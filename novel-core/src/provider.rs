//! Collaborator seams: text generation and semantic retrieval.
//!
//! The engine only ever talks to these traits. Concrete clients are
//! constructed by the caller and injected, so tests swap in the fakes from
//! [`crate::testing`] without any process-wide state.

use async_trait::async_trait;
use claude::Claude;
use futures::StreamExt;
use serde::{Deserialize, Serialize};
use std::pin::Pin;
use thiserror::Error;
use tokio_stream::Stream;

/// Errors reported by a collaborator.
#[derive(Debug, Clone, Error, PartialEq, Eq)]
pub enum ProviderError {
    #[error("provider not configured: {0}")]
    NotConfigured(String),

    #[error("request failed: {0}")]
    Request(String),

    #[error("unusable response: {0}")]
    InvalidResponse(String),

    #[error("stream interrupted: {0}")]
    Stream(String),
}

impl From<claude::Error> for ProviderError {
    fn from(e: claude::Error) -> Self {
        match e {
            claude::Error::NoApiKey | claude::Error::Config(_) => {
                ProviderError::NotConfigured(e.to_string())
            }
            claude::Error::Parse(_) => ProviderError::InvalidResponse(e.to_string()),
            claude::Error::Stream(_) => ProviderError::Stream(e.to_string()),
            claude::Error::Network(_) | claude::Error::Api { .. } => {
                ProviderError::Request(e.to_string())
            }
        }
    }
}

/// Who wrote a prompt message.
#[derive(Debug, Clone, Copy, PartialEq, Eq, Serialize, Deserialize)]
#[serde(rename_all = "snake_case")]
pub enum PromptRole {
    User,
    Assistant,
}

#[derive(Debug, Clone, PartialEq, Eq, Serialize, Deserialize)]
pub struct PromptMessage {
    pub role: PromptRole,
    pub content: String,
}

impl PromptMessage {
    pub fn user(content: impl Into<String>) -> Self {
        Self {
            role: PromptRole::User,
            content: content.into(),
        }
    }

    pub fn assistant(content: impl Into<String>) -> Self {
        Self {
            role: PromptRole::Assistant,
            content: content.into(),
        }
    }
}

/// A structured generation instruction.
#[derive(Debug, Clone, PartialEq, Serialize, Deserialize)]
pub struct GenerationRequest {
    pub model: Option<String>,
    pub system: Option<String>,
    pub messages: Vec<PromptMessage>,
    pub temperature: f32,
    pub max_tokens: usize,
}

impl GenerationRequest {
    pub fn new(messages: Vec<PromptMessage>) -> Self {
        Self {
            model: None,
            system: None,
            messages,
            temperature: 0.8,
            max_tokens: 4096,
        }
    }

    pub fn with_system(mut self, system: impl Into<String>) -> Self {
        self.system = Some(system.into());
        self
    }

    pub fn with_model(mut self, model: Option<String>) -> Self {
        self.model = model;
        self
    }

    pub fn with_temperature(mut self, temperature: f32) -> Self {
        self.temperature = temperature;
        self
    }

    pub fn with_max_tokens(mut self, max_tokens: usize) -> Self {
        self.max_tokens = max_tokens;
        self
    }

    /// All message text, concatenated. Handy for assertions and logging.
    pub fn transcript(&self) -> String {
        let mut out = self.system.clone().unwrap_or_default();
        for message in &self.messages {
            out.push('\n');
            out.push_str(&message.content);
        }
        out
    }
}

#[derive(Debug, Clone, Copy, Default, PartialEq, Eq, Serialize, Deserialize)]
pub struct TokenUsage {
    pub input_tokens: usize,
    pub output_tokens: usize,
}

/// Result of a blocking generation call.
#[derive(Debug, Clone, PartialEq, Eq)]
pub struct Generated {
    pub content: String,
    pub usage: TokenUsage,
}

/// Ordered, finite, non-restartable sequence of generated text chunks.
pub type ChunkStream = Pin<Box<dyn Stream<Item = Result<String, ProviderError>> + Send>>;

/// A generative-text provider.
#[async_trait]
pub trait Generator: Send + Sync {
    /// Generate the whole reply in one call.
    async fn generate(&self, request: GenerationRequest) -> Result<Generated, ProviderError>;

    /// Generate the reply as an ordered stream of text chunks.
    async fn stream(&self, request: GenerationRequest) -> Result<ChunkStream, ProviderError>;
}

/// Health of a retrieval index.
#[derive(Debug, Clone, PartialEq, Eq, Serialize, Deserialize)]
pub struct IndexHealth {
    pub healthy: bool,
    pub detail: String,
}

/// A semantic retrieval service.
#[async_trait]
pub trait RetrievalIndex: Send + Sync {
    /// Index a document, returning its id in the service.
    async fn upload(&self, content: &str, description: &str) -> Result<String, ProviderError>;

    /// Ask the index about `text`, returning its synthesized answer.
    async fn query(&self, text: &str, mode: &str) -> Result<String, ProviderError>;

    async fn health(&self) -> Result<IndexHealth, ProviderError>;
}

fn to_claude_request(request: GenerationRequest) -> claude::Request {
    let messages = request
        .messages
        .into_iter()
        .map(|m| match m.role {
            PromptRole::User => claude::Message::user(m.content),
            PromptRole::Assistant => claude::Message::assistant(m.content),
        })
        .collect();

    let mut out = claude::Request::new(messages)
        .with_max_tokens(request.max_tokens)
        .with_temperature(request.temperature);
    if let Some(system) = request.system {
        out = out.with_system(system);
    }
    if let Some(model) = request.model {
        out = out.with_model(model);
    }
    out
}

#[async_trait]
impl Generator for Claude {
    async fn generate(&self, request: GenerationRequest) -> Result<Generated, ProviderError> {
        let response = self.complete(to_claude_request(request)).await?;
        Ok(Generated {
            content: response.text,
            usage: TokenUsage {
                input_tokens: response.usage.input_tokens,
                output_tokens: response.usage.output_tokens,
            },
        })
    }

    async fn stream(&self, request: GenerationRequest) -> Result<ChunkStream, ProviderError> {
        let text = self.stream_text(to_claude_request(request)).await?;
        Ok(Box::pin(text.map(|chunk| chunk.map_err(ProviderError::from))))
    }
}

* **WORK ITEM**: In the entries above, find the line holding "pub trait RetrievalIndex: Send" and the line holding "its synthesized answer."; print both of them and every line between, exactly, and nothing else.

* **REPLY**:
pub trait RetrievalIndex: Send + Sync {
    /// Index a document, returning its id in the service.
    async fn upload(&self, content: &str, description: &str) -> Result<String, ProviderError>;

    /// Ask the index about `text`, returning its synthesized answer.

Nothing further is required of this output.